Isn’t the growth of the ultra-Orthodox population itself producing a much more hardened right wing that is less open to compromise on land?
The growth of the ultra-Orthodox population—now about 9 percent of Israeli society—is worrying, but not for the reason you cite. The ultra-Orthodox want more theocracy and oppose religious pluralism, but they are not an obstacle to an eventual peace agreement. The ultra-Orthodox Shas party, which represents Sephardic voters, is on record as supporting the principle of land for peace. The ultra-Orthodox have their agenda, especially ensuring continued government funding for their institutions and continued draft deferments for their young men who study in yeshiva, or religious academies. They are extreme in religious observance, but generally not in issues of war and peace.
How ominous for Israel is the phenomenon of Jewish terrorism?
Religious-based terrorism is perhaps the most insidious form of terror—spiritually, because it debases God’s name and poisons religion, and practically, because it draws from the most potent sources of human inspiration and so is especially hard to uproot. The homegrown Jewish terrorism we’re dealing with today in Israel is in essence religious. It seeks to “purify” the land from other peoples and faiths. It’s also a revolt against Israel as a secular democratic state.
Until now, Israeli society hasn’t taken this threat as seriously as it must. Partly because the numbers of terrorists are small, it can be dismissed as peripheral. But there’s a new realization, even within the government, that this is undermining our society.
The turning point happened in August with two nearly simultaneous atrocities: at the Gay Pride parade in Jerusalem, a 16-year-old girl was murdered by an ultra-Orthodox Jew, and in an arson attack against two homes in a Palestinian village, two family members were burned to death, including a baby. The antigay attacker was a lone wolf, but the terrorists who attacked the Palestinian family were almost certainly organized.
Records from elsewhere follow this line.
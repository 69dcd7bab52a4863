//! Protocol timing and engine configuration
//!
//! One protocol bit is one timer period. The pin is driven high on the
//! timer update event, driven to the data bit at compare 1 and forced low
//! at compare 2. A `0` bit therefore stays high until compare 1 and a `1`
//! bit until compare 2.

use embassy_time::Duration;

const NANOS_PER_SECOND: u64 = 1_000_000_000;

/// Timer settings producing the 800 kHz waveform
#[derive(Debug, Clone, Copy, PartialEq, Eq)]
#[cfg_attr(feature = "defmt", derive(defmt::Format))]
pub struct BitTiming {
    /// Timer input clock before the prescaler
    pub core_clock_hz: u32,
    /// Timer tick rate after the prescaler
    pub timer_clock_hz: u32,
    /// Ticks per protocol bit (reload value + 1)
    pub period_ticks: u16,
    /// Compare 1: end of the high time of a `0` bit
    pub zero_high_ticks: u16,
    /// Compare 2: end of the high time of a `1` bit
    pub one_high_ticks: u16,
}

impl BitTiming {
    /// 72 MHz core, 24 MHz timer clock, 30 ticks per bit (1.25 µs)
    pub const DEFAULT: Self = Self {
        core_clock_hz: 72_000_000,
        timer_clock_hz: 24_000_000,
        period_ticks: 30,
        zero_high_ticks: 8,
        one_high_ticks: 17,
    };

    /// Timer prescaler register value
    #[allow(clippy::cast_possible_truncation)]
    pub const fn prescaler(&self) -> u16 {
        let divider = self.core_clock_hz / self.timer_clock_hz;
        if divider == 0 {
            0
        } else if divider > u16::MAX as u32 + 1 {
            u16::MAX
        } else {
            (divider - 1) as u16
        }
    }

    /// Timer auto-reload register value
    ///
    /// Preloading the counter with this value makes the very next tick
    /// raise an update event.
    pub const fn reload(&self) -> u16 {
        self.period_ticks.saturating_sub(1)
    }

    pub const fn bit_period_ns(&self) -> u64 {
        self.ticks_to_ns(self.period_ticks)
    }

    /// High time of a single encoded bit
    pub const fn high_time_ns(&self, bit: bool) -> u64 {
        if bit {
            self.ticks_to_ns(self.one_high_ticks)
        } else {
            self.ticks_to_ns(self.zero_high_ticks)
        }
    }

    /// Check that the timer clock is reachable and the compare events fall
    /// inside the bit period in order
    pub const fn is_valid(&self) -> bool {
        self.timer_clock_hz != 0
            && self.core_clock_hz >= self.timer_clock_hz
            && self.zero_high_ticks > 0
            && self.zero_high_ticks < self.one_high_ticks
            && self.one_high_ticks < self.period_ticks
    }

    const fn ticks_to_ns(&self, ticks: u16) -> u64 {
        if self.timer_clock_hz == 0 {
            return 0;
        }
        ticks as u64 * NANOS_PER_SECOND / self.timer_clock_hz as u64
    }
}

impl Default for BitTiming {
    fn default() -> Self {
        Self::DEFAULT
    }
}

/// Configuration for the transmission engine
#[derive(Debug, Clone, Copy, PartialEq, Eq)]
#[cfg_attr(feature = "defmt", derive(defmt::Format))]
pub struct EngineConfig {
    pub timing: BitTiming,
    /// Timer overflows counted after the last bit before the latch ends
    ///
    /// The latch lasts `dead_period + 1` bit periods: the overflow handler
    /// counts up to this value and finishes on the following overflow.
    pub dead_period: u8,
}

impl EngineConfig {
    pub const DEFAULT: Self = Self {
        timing: BitTiming::DEFAULT,
        dead_period: 19,
    };

    /// Low time appended after every frame
    pub const fn latch_time(&self) -> Duration {
        let periods = self.dead_period as u64 + 1;
        Duration::from_micros(periods * self.timing.bit_period_ns() / 1000)
    }

    /// Time on the wire for `len` expanded bytes, latch included
    pub const fn frame_time(&self, len: usize) -> Duration {
        let data_ns = len as u64 * self.timing.bit_period_ns();
        let periods = self.dead_period as u64 + 1;
        let latch_ns = periods * self.timing.bit_period_ns();
        Duration::from_micros((data_ns + latch_ns) / 1000)
    }
}

impl Default for EngineConfig {
    fn default() -> Self {
        Self::DEFAULT
    }
}
// SPDX-FileCopyrightText: Copyright © 2020-2024 Serpent OS Developers
//
// SPDX-License-Identifier: MPL-2.0

//! Integration points with the distribution's packaging toolchain.
//!
//! Every supported package manager has its own convention for parking
//! "the vendor shipped a new version of a file you modified" and "the
//! package went away but you had modified its file" next to the live
//! path. The adapters here normalize those conventions for the
//! reconciler.

use std::ffi::OsString;
use std::io;
use std::path::{Path, PathBuf};

use itertools::Itertools;
use log::trace;
use thiserror::Error;

pub use self::alpine::Alpine;
pub use self::dpkg::Dpkg;
pub use self::pacman::Pacman;
pub use self::rpm::Rpm;

mod alpine;
mod dpkg;
mod pacman;
mod rpm;

#[derive(Debug, Error)]
pub enum Error {
    #[error("relocate {0:?} to {1:?}")]
    Shuffle(PathBuf, PathBuf, #[source] io::Error),
}

/// A vendor-updated pristine version of a target, discovered next to
/// the live file.
#[derive(Debug, Clone, PartialEq, Eq)]
pub struct UpdatedBase {
    /// Where the file can be picked up
    pub actual: PathBuf,
    /// How to name the discovery to the user (differs from `actual`
    /// when the adapter had to move files around)
    pub reported: String,
}

impl UpdatedBase {
    fn at(path: PathBuf) -> Self {
        Self {
            reported: path.display().to_string(),
            actual: path,
        }
    }
}

/// The closed set of packaging toolchains we understand. Selected once
/// per process by [`PackageManager::detect`] and carried by the plugin
/// value from there on.
#[derive(Debug, Clone, PartialEq, Eq)]
pub enum PackageManager {
    Alpine(Alpine),
    Pacman(Pacman),
    Dpkg(Dpkg),
    Rpm(Rpm),
    /// Unrecognized distribution: no variant files exist
    None,
}

impl PackageManager {
    /// Pick the adapter for the distribution the root belongs to,
    /// going by os-release(5) identification.
    pub fn detect(root: &Path) -> Self {
        let ids = match osrelease::OsRelease::load(root) {
            Ok(parsed) => parsed.ids(),
            Err(error) => {
                eprintln!("!! Cannot read os-release(5): {}", crate::error_chain(&error));
                return Self::None;
            }
        };

        let selected = if ids.contains("alpine") {
            Self::Alpine(Alpine)
        } else if ids.contains("arch") {
            Self::Pacman(Pacman)
        } else if ids.contains("debian") {
            Self::Dpkg(Dpkg)
        } else if ids.contains("fedora") || ids.contains("suse") {
            Self::Rpm(Rpm)
        } else if ids.contains("unittest") {
            // escape hatch for synthetic root trees
            Self::None
        } else {
            eprintln!(
                "!! Running on an unrecognized distribution. Distribution IDs: {}",
                ids.iter().join(",")
            );
            eprintln!(">> Please report this error at <https://github.com/holocm/holo/issues/new>");
            eprintln!(">> and include the contents of your /etc/os-release file.");
            Self::None
        };

        trace!("package manager: {selected:?}");
        selected
    }

    /// Look for a vendor-updated pristine version of `target` next to
    /// the live file. Some adapters move files at the live path as a
    /// side effect, so this must run before anything stats the target.
    pub fn updated_base(&self, target: &Path) -> Result<Option<UpdatedBase>, Error> {
        match self {
            Self::Alpine(pm) => Ok(pm.updated_base(target)),
            Self::Pacman(pm) => Ok(pm.updated_base(target)),
            Self::Dpkg(pm) => pm.updated_base(target),
            Self::Rpm(pm) => pm.updated_base(target),
            Self::None => Ok(None),
        }
    }

    /// Backup copies the package manager left behind for a removed
    /// `target`; candidates for deletion during an orphan scrub.
    pub fn cleanup_targets(&self, target: &Path) -> Vec<PathBuf> {
        match self {
            Self::Pacman(pm) => pm.cleanup_targets(target),
            Self::Alpine(_) | Self::Dpkg(_) | Self::Rpm(_) | Self::None => Vec::new(),
        }
    }
}

/// `path` with `suffix` appended to its final component.
pub(crate) fn suffixed(path: &Path, suffix: &str) -> PathBuf {
    let mut raw: OsString = path.as_os_str().to_os_string();
    raw.push(suffix);
    PathBuf::from(raw)
}

#[cfg(test)]
mod test {
    use std::fs;

    use super::*;

    fn root_with_os_release(contents: &str) -> tempfile::TempDir {
        let root = tempfile::tempdir().unwrap();
        fs::create_dir_all(root.path().join("etc")).unwrap();
        fs::write(root.path().join("etc/os-release"), contents).unwrap();
        root
    }

    #[test]
    fn detect_by_id() {
        let root = root_with_os_release("ID=arch\n");
        assert_eq!(PackageManager::detect(root.path()), PackageManager::Pacman(Pacman));
    }

    #[test]
    fn detect_by_id_like() {
        let root = root_with_os_release("ID=endeavouros\nID_LIKE=arch\n");
        assert_eq!(PackageManager::detect(root.path()), PackageManager::Pacman(Pacman));
    }

    #[test]
    fn detect_prefers_usr_lib_fallback() {
        let root = tempfile::tempdir().unwrap();
        fs::create_dir_all(root.path().join("usr/lib")).unwrap();
        fs::write(root.path().join("usr/lib/os-release"), "ID=debian\n").unwrap();
        assert_eq!(PackageManager::detect(root.path()), PackageManager::Dpkg(Dpkg));
    }

    #[test]
    fn detect_unknown_degrades_to_none() {
        let root = root_with_os_release("ID=plan9\n");
        assert_eq!(PackageManager::detect(root.path()), PackageManager::None);
    }

    #[test]
    fn detect_suse_uses_rpm() {
        let root = root_with_os_release("ID=opensuse-leap\nID_LIKE=suse opensuse\n");
        assert_eq!(PackageManager::detect(root.path()), PackageManager::Rpm(Rpm));
    }

    #[test]
    fn suffix_appends_to_final_component() {
        assert_eq!(
            suffixed(Path::new("/etc/x.conf"), ".pacnew"),
            PathBuf::from("/etc/x.conf.pacnew")
        );
    }
}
With civil war in Syria, the emergence of ISIS, and the growing power of Iran, a new Middle East seems to be in the making. The Israeli-Palestinian conflict has become in some ways a sideline to these other developments. What do you see emerging out of these developments with regard to Israel/Palestine?
For the first time since the collapse of the Oslo process in 2000, I feel a small stirring of optimism and can see a way out. The defining conflict in the Middle East is no longer between Arabs and Israelis but between Sunnis and Shi‘ites. Much of the West hasn’t yet internalized this historic shift. The Saudis are now meeting regularly with Israelis and even allowing those meetings to become public knowledge. This is unprecedented.
During the Gaza War last year, even as anti-Israel demonstrations were happening in the West, Israel was receiving urgent messages from Sunni leaders demanding that it destroy the Hamas regime. Hamas is especially detested by many Sunnis for making common cause with Shi‘ite Iran—it’s the only Sunni Muslim Brotherhood organization to break ranks in the Sunni-Shi‘ite war.
All of which is to say that the Middle East looks very different from the Middle East than it does from the West. When Israelis looks around the region, what we see is that the most intact society left is Israel. I say that with more anxiety than pride, because this is the region in which I live, in which I’m raising a family. My prayer is for a Middle East in which all its peoples will find their safe place. Ultimately, the success of the Jewish homecoming depends on our finding our place in the Middle East.